Contributions des auteurs
SM a conçu l’idée, a examiné la littérature et a rédigé la version préliminaire du manuscrit. SF a examiné la littérature et rédigé la version préliminaire du manuscrit. VB a collaboré à l’idée avec SM, a examiné la littérature sur les applications éducatives et a supervisé la rédaction du manuscrit.
Funding
SM a reçu une subvention du Département de l’éducation de l’Université de Rome TRE. Numéro de subvention : 814000-2018-SM-CONTAB.DIP_003.
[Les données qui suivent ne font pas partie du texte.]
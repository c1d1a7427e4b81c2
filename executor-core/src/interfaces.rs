// Copyright (c) Contributors to the contract-executor project.
// SPDX-License-Identifier: Apache-2.0

//! Capability traits for the core's external collaborators (spec §6).
//! Each is an `async_trait` rather than an explicit callback type: the
//! core already runs every suspension point through the single core
//! thread (see `core_thread.rs`), so an `async fn` that completes by
//! posting its result back onto that thread is the natural Rust shape
//! for what the spec calls a "single-shot callback". Cancellation is
//! expressed the idiomatic way: dropping the future drops the request.

use async_trait::async_trait;
use executor_types::{CallRequest, ContractKey, DriveKey, ExecutorKey, ModificationId, StorageHash, StorageState};

use crate::errors::{MessengerError, StorageError, VmError};

/// What the virtual machine reports after running one call (spec §6
/// `CallExecutionResult`).
#[derive(Clone, Copy, Debug, PartialEq, Eq)]
pub struct CallExecutionResult {
    pub success: bool,
    pub return_code: i32,
    pub execution_gas_consumed: u64,
    pub download_gas_consumed: u64,
    pub proof_of_execution_secret_data: u64,
}

/// Gas caps handed to the VM for one call, already converted from
/// payment units via the configured multipliers.
#[derive(Clone, Copy, Debug, PartialEq, Eq)]
pub struct GasLimits {
    pub execution_gas: u64,
    pub download_gas: u64,
}

/// Runs one WASM call against the drive (spec §6 "VirtualMachine").
#[async_trait]
pub trait VirtualMachine: Send + Sync {
    async fn execute_call(
        &self,
        request: &CallRequest,
        gas_limits: GasLimits,
        sandbox: &dyn SandboxModification,
    ) -> Result<CallExecutionResult, VmError>;
}

/// Opens and manages a drive transaction (spec §6 "Storage").
#[async_trait]
pub trait Storage: Send + Sync {
    async fn synchronize_storage(
        &self,
        drive: DriveKey,
        modification_id: ModificationId,
        storage_hash: StorageHash,
    ) -> Result<(), StorageError>;

    async fn initiate_modifications(
        &self,
        drive: DriveKey,
        modification_id: ModificationId,
    ) -> Result<Box<dyn StorageModification>, StorageError>;
}

/// A drive transaction opened by `Storage::initiate_modifications`
/// (spec §6 "On StorageModification").
#[async_trait]
pub trait StorageModification: Send + Sync {
    async fn initiate_sandbox_modification(&self) -> Result<Box<dyn SandboxModification>, StorageError>;

    async fn evaluate_storage_hash(&self) -> Result<StorageState, StorageError>;

    async fn apply_storage_modification(&self, success: bool) -> Result<(), StorageError>;
}

/// Digest returned when a sandbox modification is applied (spec §6
/// `apply_sandbox_modification`'s `cb<SandboxModificationDigest>`).
#[derive(Clone, Copy, Debug, Default, PartialEq, Eq)]
pub struct SandboxModificationDigest {
    pub modification_id: ModificationId,
}

/// Scoped, discardable filesystem mutation layer over a drive
/// modification (spec §6 "On SandboxModification").
#[async_trait]
pub trait SandboxModification: Send + Sync {
    async fn open_file(&self, path: &str, mode: FileOpenMode) -> Result<u64, StorageError>;
    async fn read_file(&self, handle: u64, len: u64) -> Result<Vec<u8>, StorageError>;
    async fn write_file(&self, handle: u64, data: &[u8]) -> Result<(), StorageError>;
    async fn flush_file(&self, handle: u64) -> Result<(), StorageError>;
    async fn close_file(&self, handle: u64) -> Result<(), StorageError>;
    async fn create_directories(&self, path: &str) -> Result<(), StorageError>;
    async fn directory_iterator_create(&self, path: &str) -> Result<u64, StorageError>;
    async fn directory_iterator_has_next(&self, iterator: u64) -> Result<bool, StorageError>;
    async fn directory_iterator_next(&self, iterator: u64) -> Result<String, StorageError>;
    async fn directory_iterator_destroy(&self, iterator: u64) -> Result<(), StorageError>;
    async fn remove_filesystem_entry(&self, path: &str) -> Result<(), StorageError>;
    async fn move_filesystem_entry(&self, from: &str, to: &str) -> Result<(), StorageError>;
    async fn path_exist(&self, path: &str) -> Result<bool, StorageError>;
    async fn is_file(&self, path: &str) -> Result<bool, StorageError>;
    async fn file_size(&self, path: &str) -> Result<u64, StorageError>;
    async fn apply_sandbox_modification(&self, success: bool) -> Result<SandboxModificationDigest, StorageError>;
}

#[derive(Clone, Copy, Debug, PartialEq, Eq)]
pub enum FileOpenMode {
    Read,
    Write,
    ReadWrite,
}

/// Tags the core gossips opinions under (spec §6 "Messenger").
#[derive(Clone, Copy, Debug, PartialEq, Eq)]
pub enum MessageTag {
    SuccessfulEndBatch,
    UnsuccessfulEndBatch,
}

/// Fire-and-forget peer messaging (spec §6 "Messenger").
#[async_trait]
pub trait Messenger: Send + Sync {
    async fn send_message(
        &self,
        receiver: ExecutorKey,
        tag: MessageTag,
        content: Vec<u8>,
    ) -> Result<(), MessengerError>;
}

/// Outbound calls the core makes into the blockchain client (spec §6
/// "Consumes from the core").
#[async_trait]
pub trait BlockchainClient: Send + Sync {
    async fn end_batch_transaction_is_ready(
        &self,
        contract_key: ContractKey,
        transaction: executor_types::EndBatchExecutionTransaction,
    );

    async fn end_batch_single_transaction_is_ready(
        &self,
        contract_key: ContractKey,
        transaction_info: executor_types::CallTransactionInfo,
    );

    async fn synchronization_single_transaction_is_ready(
        &self,
        contract_key: ContractKey,
        drive: DriveKey,
        modification_id: ModificationId,
        storage_hash: StorageHash,
    );

    async fn released_transactions_are_ready(&self, contract_key: ContractKey, released: Vec<executor_types::TransactionHash>);
}

/// Sink for the four ready-transaction events the core produces (spec
/// §6 "ExecutorEventHandler"); kept distinct from `BlockchainClient` so
/// a host can route them to different subsystems (e.g. the transport
/// layer vs. local bookkeeping) without the core caring.
pub trait ExecutorEventHandler: Send + Sync {
    fn on_end_batch_transaction_ready(&self, contract_key: ContractKey, transaction: &executor_types::EndBatchExecutionTransaction);
    fn on_end_batch_single_transaction_ready(&self, contract_key: ContractKey, transaction_info: &executor_types::CallTransactionInfo);
    fn on_synchronization_single_transaction_ready(&self, contract_key: ContractKey, drive: DriveKey, storage_hash: StorageHash);
    fn on_released_transactions_ready(&self, contract_key: ContractKey, released: &[executor_types::TransactionHash]);
}
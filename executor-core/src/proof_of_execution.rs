// Copyright (c) Contributors to the contract-executor project.
// SPDX-License-Identifier: Apache-2.0

//! The Schnorr-style accumulator (spec §4.3). Owned one-per-executor-
//! identity-per-contract, for the lifetime of the contract; no
//! internal locking needed since it is only ever touched from the core
//! thread (spec §5).

use curve25519_dalek::constants::ED25519_BASEPOINT_POINT;
use curve25519_dalek::edwards::EdwardsPoint;
use curve25519_dalek::scalar::Scalar;
use curve25519_dalek::traits::Identity;
use executor_types::{BatchIndex, CurvePointBytes, ExecutorInfo, ExecutorKey, Proofs, ScalarBytes};
use rand_core::RngCore;
use sha3::{Digest, Sha3_512};
use std::collections::BTreeMap;

use crate::constants::{POEX_CHALLENGE_DOMAIN, POEX_SECRET_DOMAIN, POEX_TPROOF_DOMAIN};
use crate::errors::PoexError;

fn hash_to_scalar(domain: &[u8], parts: &[&[u8]]) -> Scalar {
    let mut hasher = Sha3_512::new();
    hasher.update(domain);
    for part in parts {
        hasher.update(part);
    }
    let digest = hasher.finalize();
    let mut wide = [0u8; 64];
    wide.copy_from_slice(&digest);
    Scalar::from_bytes_mod_order_wide(&wide)
}

/// Executor-private accumulator state plus the local `batch_index -> Y`
/// map needed to incrementally verify peers' (and replay our own)
/// batch proofs (SPEC_FULL.md §2.1, grounded on
/// `libs/executor/test/testProofOfExecution.cpp`).
pub struct ProofOfExecution {
    pk: ExecutorKey,
    x: Scalar,
    x_prev: Scalar,
    initial_batch: BatchIndex,
    /// Per-batch verification info (`Y_i`), one entry per call appended
    /// that batch, in call order — this accumulator has either produced
    /// them itself (`add_to_proof`) or learned them from a peer's
    /// opinion (`record_verification_info`), keyed by `batch_index`.
    verification_info: BTreeMap<BatchIndex, Vec<CurvePointBytes>>,
    /// Calls appended to the *current* in-flight batch, in order, so
    /// `pop_from_proof` can be issued once per call on failure.
    pending_appends: Vec<Scalar>,
}

impl ProofOfExecution {
    pub fn new(pk: ExecutorKey, initial_batch: BatchIndex) -> Self {
        Self {
            pk,
            x: Scalar::zero(),
            x_prev: Scalar::zero(),
            initial_batch,
            verification_info: BTreeMap::new(),
            pending_appends: Vec::new(),
        }
    }

    pub fn initial_batch(&self) -> BatchIndex {
        self.initial_batch
    }

    /// `add_to_proof(secret) -> Y` (spec §4.3).
    pub fn add_to_proof(&mut self, batch_index: BatchIndex, secret: u64) -> CurvePointBytes {
        let d = hash_to_scalar(POEX_SECRET_DOMAIN, &[&secret.to_le_bytes()]);
        let y_point = d * ED25519_BASEPOINT_POINT;
        let y_bytes = CurvePointBytes::from_compressed(y_point.compress());
        let c = hash_to_scalar(
            POEX_CHALLENGE_DOMAIN,
            &[ED25519_BASEPOINT_POINT.compress().as_bytes(), &y_bytes.0, self.pk.as_bytes()],
        );
        self.x_prev = self.x;
        self.x += c * d;
        self.pending_appends.push(d);
        self.record_verification_info(batch_index, y_bytes);
        y_bytes
    }

    /// Learn a `Y_i` produced for `batch_index`, whether from our own
    /// `add_to_proof` or from a peer's `poex_verification_info` once
    /// incorporated into our own ledger (SPEC_FULL.md §2.1). Call once
    /// per call appended that batch, in call order; re-recording the
    /// same batch from scratch (e.g. on re-delivery) should be preceded
    /// by `forget_batch`.
    pub fn record_verification_info(&mut self, batch_index: BatchIndex, y: CurvePointBytes) {
        self.verification_info.entry(batch_index).or_default().push(y);
    }

    /// Drop any previously recorded `Y`s for `batch_index`, so a
    /// re-delivered opinion can be recorded from scratch instead of
    /// appending duplicates.
    pub fn forget_batch(&mut self, batch_index: BatchIndex) {
        self.verification_info.remove(&batch_index);
    }

    /// `pop_from_proof()` (spec §4.3): rewinds the most recent append.
    /// Only ever called once per call appended this batch, in reverse
    /// order, from `on_end_batch_execution_failed`
    /// (SPEC_FULL.md §2.2 — not from the opinion-build path).
    pub fn pop_from_proof(&mut self) -> Result<(), PoexError> {
        if self.pending_appends.pop().is_none() {
            return Err(PoexError::NothingToPop);
        }
        self.x = self.x_prev;
        Ok(())
    }

    /// Call once a batch's outcome is finalized (success or failure) so
    /// the next batch's appends start with a clean `pending_appends`.
    pub fn clear_pending(&mut self) {
        self.pending_appends.clear();
    }

    fn build_proof_against(&self, x: Scalar) -> Proofs {
        let mut rng = rand_core::OsRng;
        let v = Scalar::random(&mut rng);
        let t_point = v * ED25519_BASEPOINT_POINT;
        let r = v - x;

        let w = Scalar::random(&mut rng);
        let f_point = w * ED25519_BASEPOINT_POINT;
        let d = hash_to_scalar(
            POEX_TPROOF_DOMAIN,
            &[f_point.compress().as_bytes(), t_point.compress().as_bytes(), self.pk.as_bytes()],
        );
        let k = w - d * v;

        Proofs {
            initial_batch: self.initial_batch,
            batch_proof: executor_types::BatchProof {
                t: CurvePointBytes::from_compressed(t_point.compress()),
                r: ScalarBytes::from_scalar(r),
            },
            t_proof: executor_types::TProof {
                f: CurvePointBytes::from_compressed(f_point.compress()),
                k: ScalarBytes::from_scalar(k),
            },
        }
    }

    /// `build_actual_proof() -> Proofs` (spec §4.3).
    pub fn build_actual_proof(&self) -> Proofs {
        self.build_proof_against(self.x)
    }

    /// `build_previous_proof()` (spec §4.3): against `x_prev`, read-only.
    pub fn build_previous_proof(&self) -> Proofs {
        self.build_proof_against(self.x_prev)
    }

    /// `reset(new_initial_batch)` (spec §4.3): used after drive
    /// synchronization; drops the verification-info ledger for batches
    /// below the new base, since they are no longer verifiable against
    /// the fresh checkpoint.
    pub fn reset(&mut self, new_initial_batch: BatchIndex) {
        self.x = Scalar::zero();
        self.x_prev = Scalar::zero();
        self.initial_batch = new_initial_batch;
        self.pending_appends.clear();
        self.verification_info.retain(|&idx, _| idx >= new_initial_batch);
    }

    /// `verify_proof(peer_pk, peer_prev_info, submitted, last_batch_index,
    /// latest_Y) -> bool` (spec §4.3). Sums every recorded `Y_i` for
    /// batches in `[peer_prev_info.initial_batch, last_batch_index]`
    /// (inclusive, since a batch may contribute more than one call's
    /// worth of `Y`, SPEC_FULL.md §2.1). The caller is expected to have
    /// already recorded every `Y` for `last_batch_index` via
    /// `record_verification_info`; `latest_y` is used only as a
    /// fallback when that batch has no recorded entries yet, covering
    /// the common single-call-batch case without a redundant call.
    pub fn verify_proof(
        &self,
        peer_pk: ExecutorKey,
        peer_prev_batch_proof: executor_types::BatchProof,
        peer_prev_initial_batch: BatchIndex,
        submitted: &Proofs,
        last_batch_index: BatchIndex,
        latest_y: CurvePointBytes,
    ) -> bool {
        let f_point = submitted.t_proof.f.to_compressed();
        let t_point = submitted.batch_proof.t.to_compressed();
        let k = submitted.t_proof.k.to_scalar();
        let d = hash_to_scalar(POEX_TPROOF_DOMAIN, &[f_point.as_bytes(), t_point.as_bytes(), peer_pk.as_bytes()]);

        let Some(f_decompressed) = f_point.decompress() else {
            return false;
        };
        let Some(t_decompressed) = t_point.decompress() else {
            return false;
        };
        let lhs = f_decompressed;
        let rhs = k * ED25519_BASEPOINT_POINT + d * t_decompressed;
        if lhs != rhs {
            return false;
        }

        let Some(t_new) = submitted.batch_proof.t.to_compressed().decompress() else {
            return false;
        };
        let Some(t_prev) = peer_prev_batch_proof.t.to_compressed().decompress() else {
            return false;
        };
        let r_new = submitted.batch_proof.r.to_scalar();
        let r_prev = peer_prev_batch_proof.r.to_scalar();

        let empty = Vec::new();
        let mut y_sum = EdwardsPoint::identity();
        for idx in peer_prev_initial_batch..=last_batch_index {
            let mut ys = self.verification_info.get(&idx).unwrap_or(&empty).as_slice();
            let fallback;
            if idx == last_batch_index && ys.is_empty() {
                fallback = [latest_y];
                ys = &fallback;
            }
            for y in ys {
                let Some(y_point) = y.to_compressed().decompress() else {
                    return false;
                };
                let c = hash_to_scalar(
                    POEX_CHALLENGE_DOMAIN,
                    &[ED25519_BASEPOINT_POINT.compress().as_bytes(), &y.0, peer_pk.as_bytes()],
                );
                y_sum += c * y_point;
            }
        }

        let lhs = t_new - t_prev;
        let rhs = (r_new - r_prev) * ED25519_BASEPOINT_POINT + y_sum;
        lhs == rhs
    }
}

/// A peer checkpoint standing for `x = 0`, usable the first time a peer
/// is observed with no prior checkpoint on record. Any two
/// accumulators that agree no batch has been appended yet produce a
/// `{T, r}` pair satisfying `T == r·β` no matter whose random `v` built
/// it (`verify_proof`'s batch equation cancels `v` out entirely at
/// `x_prev = 0`), so this can be built locally, with no input from the
/// peer it stands in for. Contrast with `ExecutorInfo::default()`,
/// whose all-zero `batch_proof` is not a point on the curve at
/// `x = 0` and fails every verification against it.
pub fn genesis_checkpoint(initial_batch: BatchIndex) -> ExecutorInfo {
    let proof = ProofOfExecution::new(ExecutorKey::zero(), initial_batch).build_previous_proof();
    ExecutorInfo {
        next_batch_to_approve: initial_batch,
        initial_batch: proof.initial_batch,
        batch_proof: proof.batch_proof,
    }
}

/// Deterministic per-call secret-to-`u64` conversion used when a fresh
/// random secret is needed outside of VM execution (e.g. in tests).
/// Not used on the hot path: the VM itself returns
/// `proof_of_execution_secret_data`.
#[cfg(test)]
pub fn random_secret() -> u64 {
    let mut rng = rand_core::OsRng;
    rng.next_u64()
}
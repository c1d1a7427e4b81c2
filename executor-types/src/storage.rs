// Copyright (c) Contributors to the contract-executor project.
// SPDX-License-Identifier: Apache-2.0

use serde::{Deserialize, Serialize};

use crate::ids::StorageHash;

/// Identifies a drive snapshot and the accounting sizes that go with it.
#[derive(Clone, Copy, Debug, Default, PartialEq, Eq, Serialize, Deserialize)]
pub struct StorageState {
    pub storage_hash: StorageHash,
    pub used_drive_size: u64,
    pub meta_files_size: u64,
    pub file_structure_size: u64,
}

impl StorageState {
    pub fn new(
        storage_hash: StorageHash,
        used_drive_size: u64,
        meta_files_size: u64,
        file_structure_size: u64,
    ) -> Self {
        Self {
            storage_hash,
            used_drive_size,
            meta_files_size,
            file_structure_size,
        }
    }
}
Déclaration de conflit d’intérêts
Les auteurs déclarent que la recherche a été menée en l’absence de toute relation commerciale ou financière qui pourrait être interprétée comme un conflit d’intérêts potentiel.
Remerciements
Les auteurs tiennent à remercier Marco Bertamini, Slobodan Marković, et un réviseur anonyme pour leurs commentaires les plus précieux sur le manuscrit.
Berlyne, D. E. (1974). Études sur la nouvelle esthétique expérimentale : Steps toward an objective psychology of aesthetic appreciation. (Oxford, Angleterre : Hemisphere).